In This Issue
Winter Bridge on Frontiers of Engineering
December 15, 2023 Volume 53 Issue 4
This issue features articles by 2023 US Frontiers of Engineering symposium participants. The articles cover pressing global issues including resilience and security in the information ecosystem, engineered quantum systems, complex systems in the context of health care, and mining and mineral resource production.

Mining and Sustainability Matching Stewardship with the Circular Economy to Meet Societal Demands

Wednesday, December 13, 2023

Author: Joshua Werner

To keep up with the ever-expanding societal demand for metals, responsible stewardship in mining and the circular economy are essential.

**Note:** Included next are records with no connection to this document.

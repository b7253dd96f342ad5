//! Meta-Model Loading
//!
//! Deserializes a meta-model graph from its JSON document form and checks
//! structural well-formedness (identifier legality, non-empty names).
//!
//! Cross-feature type resolution is deliberately NOT checked here - that is
//! the translator's job, and the translator re-checks it regardless of which
//! loader produced the graph.

use std::fs;
use std::path::Path;

use anyhow::Context;
use tracing::info;

use super::{Classifier, MetaModel, Package};

/// Load a meta-model from a JSON file
pub fn load_from_file(path: &Path) -> anyhow::Result<MetaModel> {
    let content = fs::read_to_string(path)
        .with_context(|| format!("failed to read meta-model {}", path.display()))?;
    let model = load_from_str(&content)
        .with_context(|| format!("invalid meta-model {}", path.display()))?;
    info!(
        path = %path.display(),
        packages = model.packages.len(),
        "loaded meta-model"
    );
    Ok(model)
}

/// Parse a meta-model from JSON text and validate its structure
pub fn load_from_str(content: &str) -> anyhow::Result<MetaModel> {
    let model: MetaModel = serde_json::from_str(content)?;
    validate(&model)?;
    Ok(model)
}

fn validate(model: &MetaModel) -> anyhow::Result<()> {
    for pkg in &model.packages {
        validate_package(pkg, "")?;
    }
    Ok(())
}

fn validate_package(pkg: &Package, parent: &str) -> anyhow::Result<()> {
    if !is_valid_identifier(&pkg.name) {
        anyhow::bail!(
            "invalid package name `{}` under `{}`",
            pkg.name,
            if parent.is_empty() { "<root>" } else { parent }
        );
    }
    let path = if parent.is_empty() {
        pkg.name.clone()
    } else {
        format!("{}.{}", parent, pkg.name)
    };

    for classifier in &pkg.classifiers {
        if !is_valid_identifier(classifier.name()) {
            anyhow::bail!(
                "invalid classifier name `{}` in package `{}`",
                classifier.name(),
                path
            );
        }
        match classifier {
            Classifier::Class(class) => {
                for feature in &class.features {
                    if !is_valid_identifier(&feature.name) {
                        anyhow::bail!(
                            "invalid feature name `{}` in class `{}.{}`",
                            feature.name,
                            path,
                            class.name
                        );
                    }
                }
            }
            Classifier::Enum(enum_def) => {
                for literal in &enum_def.literals {
                    if !is_valid_identifier(literal) {
                        anyhow::bail!(
                            "invalid enum literal `{}` in enum `{}.{}`",
                            literal,
                            path,
                            enum_def.name
                        );
                    }
                }
            }
        }
    }

    for sub in &pkg.subpackages {
        validate_package(sub, &path)?;
    }
    Ok(())
}

/// Avro name rule: `[A-Za-z_][A-Za-z0-9_]*`
fn is_valid_identifier(name: &str) -> bool {
    let mut chars = name.chars();
    match chars.next() {
        Some(c) if c.is_ascii_alphabetic() || c == '_' => {}
        _ => return false,
    }
    chars.all(|c| c.is_ascii_alphanumeric() || c == '_')
}
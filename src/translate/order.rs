//! Emission Ordering
//!
//! Orders emitted types dependencies-first so the document never forward
//! references an undefined name outside of cycles. Cyclic references are
//! condensed into strongly connected components; the SCC DAG is ordered by
//! Kahn's algorithm with ready components released smallest-declared-index
//! first, and members of a component are emitted in declared order (their
//! intra-cycle references become forward references resolved by name).
//! The result is a total order that is stable across runs.

use std::cmp::Reverse;
use std::collections::{BTreeSet, BinaryHeap};

use petgraph::algo::kosaraju_scc;
use petgraph::graph::{DiGraph, NodeIndex};
use petgraph::visit::EdgeRef;

/// Compute the emission order for `count` classifiers, where `deps[i]`
/// lists the declared indices that classifier `i` references (deduplicated,
/// no self-entries). Returns a permutation of `0..count`.
pub(super) fn emission_order(count: usize, deps: &[Vec<usize>]) -> Vec<usize> {
    let edge_count = deps.iter().map(Vec::len).sum();
    let mut graph: DiGraph<(), ()> = DiGraph::with_capacity(count, edge_count);
    let nodes: Vec<NodeIndex> = (0..count).map(|_| graph.add_node(())).collect();
    for (dependent, dep_list) in deps.iter().enumerate() {
        for &dep in dep_list {
            graph.add_edge(nodes[dep], nodes[dependent], ());
        }
    }

    let sccs = kosaraju_scc(&graph);
    let mut scc_of = vec![0usize; count];
    for (scc_id, members) in sccs.iter().enumerate() {
        for node in members {
            scc_of[node.index()] = scc_id;
        }
    }
    // Tie-break key: smallest declared index in the component
    let scc_key: Vec<usize> = sccs
        .iter()
        .map(|members| {
            members
                .iter()
                .map(|n| n.index())
                .min()
                .unwrap_or(usize::MAX)
        })
        .collect();

    // Condense to the SCC DAG
    let mut scc_indegree = vec![0usize; sccs.len()];
    let mut scc_successors: Vec<BTreeSet<usize>> = vec![BTreeSet::new(); sccs.len()];
    for edge in graph.edge_references() {
        let from = scc_of[edge.source().index()];
        let to = scc_of[edge.target().index()];
        if from != to && scc_successors[from].insert(to) {
            scc_indegree[to] += 1;
        }
    }

    let mut ready: BinaryHeap<Reverse<(usize, usize)>> = scc_indegree
        .iter()
        .enumerate()
        .filter(|(_, &indegree)| indegree == 0)
        .map(|(scc_id, _)| Reverse((scc_key[scc_id], scc_id)))
        .collect();

    let mut order = Vec::with_capacity(count);
    while let Some(Reverse((_, scc_id))) = ready.pop() {
        let mut members: Vec<usize> = sccs[scc_id].iter().map(|n| n.index()).collect();
        members.sort_unstable();
        order.extend(members);

        for &successor in &scc_successors[scc_id] {
            scc_indegree[successor] -= 1;
            if scc_indegree[successor] == 0 {
                ready.push(Reverse((scc_key[successor], successor)));
            }
        }
    }

    order
}

#[cfg(test)]
mod tests {
    use super::*;

    #[test]
    fn test_no_deps_keeps_declared_order() {
        let deps = vec![vec![], vec![], vec![]];
        assert_eq!(emission_order(3, &deps), vec![0, 1, 2]);
    }

    #[test]
    fn test_dependency_comes_first() {
        // 0 references 2: emit 2 before 0
        let deps = vec![vec![2], vec![], vec![]];
        assert_eq!(emission_order(3, &deps), vec![1, 2, 0]);
    }

    #[test]
    fn test_chain() {
        // 0 -> 1 -> 2 (each references the next)
        let deps = vec![vec![1], vec![2], vec![]];
        assert_eq!(emission_order(3, &deps), vec![2, 1, 0]);
    }

    #[test]
    fn test_cycle_kept_together_in_declared_order() {
        // 1 and 2 reference each other; 0 is independent
        let deps = vec![vec![], vec![2], vec![1]];
        assert_eq!(emission_order(3, &deps), vec![0, 1, 2]);
    }

    #[test]
    fn test_cycle_precedes_its_dependents() {
        // 0 references the 1<->2 cycle: the cycle is emitted before 0
        let deps = vec![vec![1], vec![2], vec![1]];
        assert_eq!(emission_order(3, &deps), vec![1, 2, 0]);
    }

    #[test]
    fn test_determinism() {
        let deps = vec![vec![3], vec![0, 3], vec![1], vec![], vec![2, 0]];
        let first = emission_order(5, &deps);
        assert_eq!(first, emission_order(5, &deps));
        assert_eq!(first, vec![3, 0, 1, 2, 4]);
    }
}
//! Avro Protocol Generation CLI
//!
//! Thin orchestration shell: one translation per input model, output written
//! beneath a single generated-resource root. Any failure exits non-zero so a
//! surrounding build breaks.

use std::path::PathBuf;

use clap::Parser;
use ecore_avro::model::loader;
use ecore_avro::{translate, Generator};
use tracing_subscriber::EnvFilter;

#[derive(Parser)]
#[command(name = "ecore-avro")]
#[command(about = "Generate Avro protocol declarations from meta-model files")]
struct Cli {
    /// Meta-model input files (JSON)
    #[arg(required = true)]
    models: Vec<PathBuf>,

    /// Output root for generated .avpr files
    #[arg(short, long, default_value = "generated/avro")]
    out: PathBuf,

    /// Translate and validate without writing anything
    #[arg(long)]
    dry_run: bool,
}

fn main() {
    tracing_subscriber::fmt()
        .with_env_filter(EnvFilter::from_default_env())
        .init();

    let cli = Cli::parse();

    if let Err(e) = run(cli) {
        eprintln!("Error: {e:#}");
        std::process::exit(1);
    }
}

fn run(cli: Cli) -> anyhow::Result<()> {
    let generator = Generator::new(cli.out.clone());

    for model_path in &cli.models {
        let model = loader::load_from_file(model_path)?;

        if cli.dry_run {
            let protocol = translate(&model)?;
            println!(
                "🔍 {} → {} ({} types, dry run)",
                model_path.display(),
                generator.protocol_path(&protocol).display(),
                protocol.types.len()
            );
            continue;
        }

        let generated = generator.generate(&model)?;
        println!("📦 {} → {}", model_path.display(), generated.path.display());
    }

    if !cli.dry_run {
        println!("✅ Generated resources rooted at {}", cli.out.display());
    }
    Ok(())
}
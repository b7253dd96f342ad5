//! Emission Shell
//!
//! Orchestrates one translation per input model and writes the rendered
//! protocol to `<output-root>/<namespace-segments>/<ProtocolName>.avpr`,
//! creating intermediate directories as needed. The output root doubles as
//! the generated-resource directory a surrounding build registers, which is
//! why the path derivation must follow the protocol's own namespace exactly.
//!
//! Translation is deterministic and pure, so the shell never retries a
//! failed translation - it surfaces the error and lets the build break.

use std::fs;
use std::path::{Path, PathBuf};

use anyhow::Context;
use tracing::info;

use crate::model::MetaModel;
use crate::protocol::Protocol;
use crate::translate::translate;

/// Writes translated protocols beneath a fixed output root
pub struct Generator {
    output_root: PathBuf,
}

/// A successfully written protocol file
#[derive(Debug, Clone, PartialEq, Eq)]
pub struct GeneratedFile {
    /// The `.avpr` file that was written
    pub path: PathBuf,
    /// The directory to register as a generated-resource root
    pub resource_root: PathBuf,
}

impl Generator {
    pub fn new(output_root: impl Into<PathBuf>) -> Self {
        Self {
            output_root: output_root.into(),
        }
    }

    pub fn output_root(&self) -> &Path {
        &self.output_root
    }

    /// Translate a meta-model and write the resulting protocol file
    pub fn generate(&self, model: &MetaModel) -> anyhow::Result<GeneratedFile> {
        let protocol = translate(model)?;
        self.check_avro_validity(&protocol)?;

        let path = self.protocol_path(&protocol);
        if let Some(parent) = path.parent() {
            fs::create_dir_all(parent)
                .with_context(|| format!("failed to create {}", parent.display()))?;
        }
        fs::write(&path, protocol.to_pretty_json())
            .with_context(|| format!("failed to write {}", path.display()))?;

        info!(
            protocol = %protocol.name,
            namespace = %protocol.namespace,
            types = protocol.types.len(),
            path = %path.display(),
            "wrote Avro protocol"
        );

        Ok(GeneratedFile {
            path,
            resource_root: self.output_root.clone(),
        })
    }

    /// Output path derived from the protocol's namespace and name
    pub fn protocol_path(&self, protocol: &Protocol) -> PathBuf {
        let mut path = self.output_root.clone();
        for segment in protocol.namespace.split('.') {
            path.push(segment);
        }
        path.join(format!("{}.avpr", protocol.name))
    }

    /// Parse the emitted type list back through the Avro library. The
    /// translator guarantees self-consistency, so a failure here means the
    /// document would be rejected by downstream Avro tooling.
    fn check_avro_validity(&self, protocol: &Protocol) -> anyhow::Result<()> {
        let types = protocol.types_as_json_strings();
        let inputs: Vec<&str> = types.iter().map(String::as_str).collect();
        apache_avro::Schema::parse_list(&inputs).with_context(|| {
            format!("generated protocol `{}` is not valid Avro", protocol.name)
        })?;
        Ok(())
    }
}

The United States is coming to terms with the existential need for a sustainable and secure supply of critical materials. We are facing the challenge of satisfy­ing the increasing demand for metals in society while ensuring sustainability and responsible stewardship of the planet’s natural resources. ­Inextricably linked to this challenge are the quantity and preparation of qualified personnel. To evaluate this complex ecosystem, this article examines this problem from a first-principles approach, exploring the mass balance issue of increasing demand for metals through mining and the recovery and recycling of metals to maintain them in the ecosystem. Also discussed is the need for technological development and changes in societal norms and technical barriers to ensure the success of the circular economy. By providing a practical approach, this article aims to offer valuable insights into the importance of responsible stewardship in mining and the potential of the circular economy to enable the ever-expanding societal demand for metals.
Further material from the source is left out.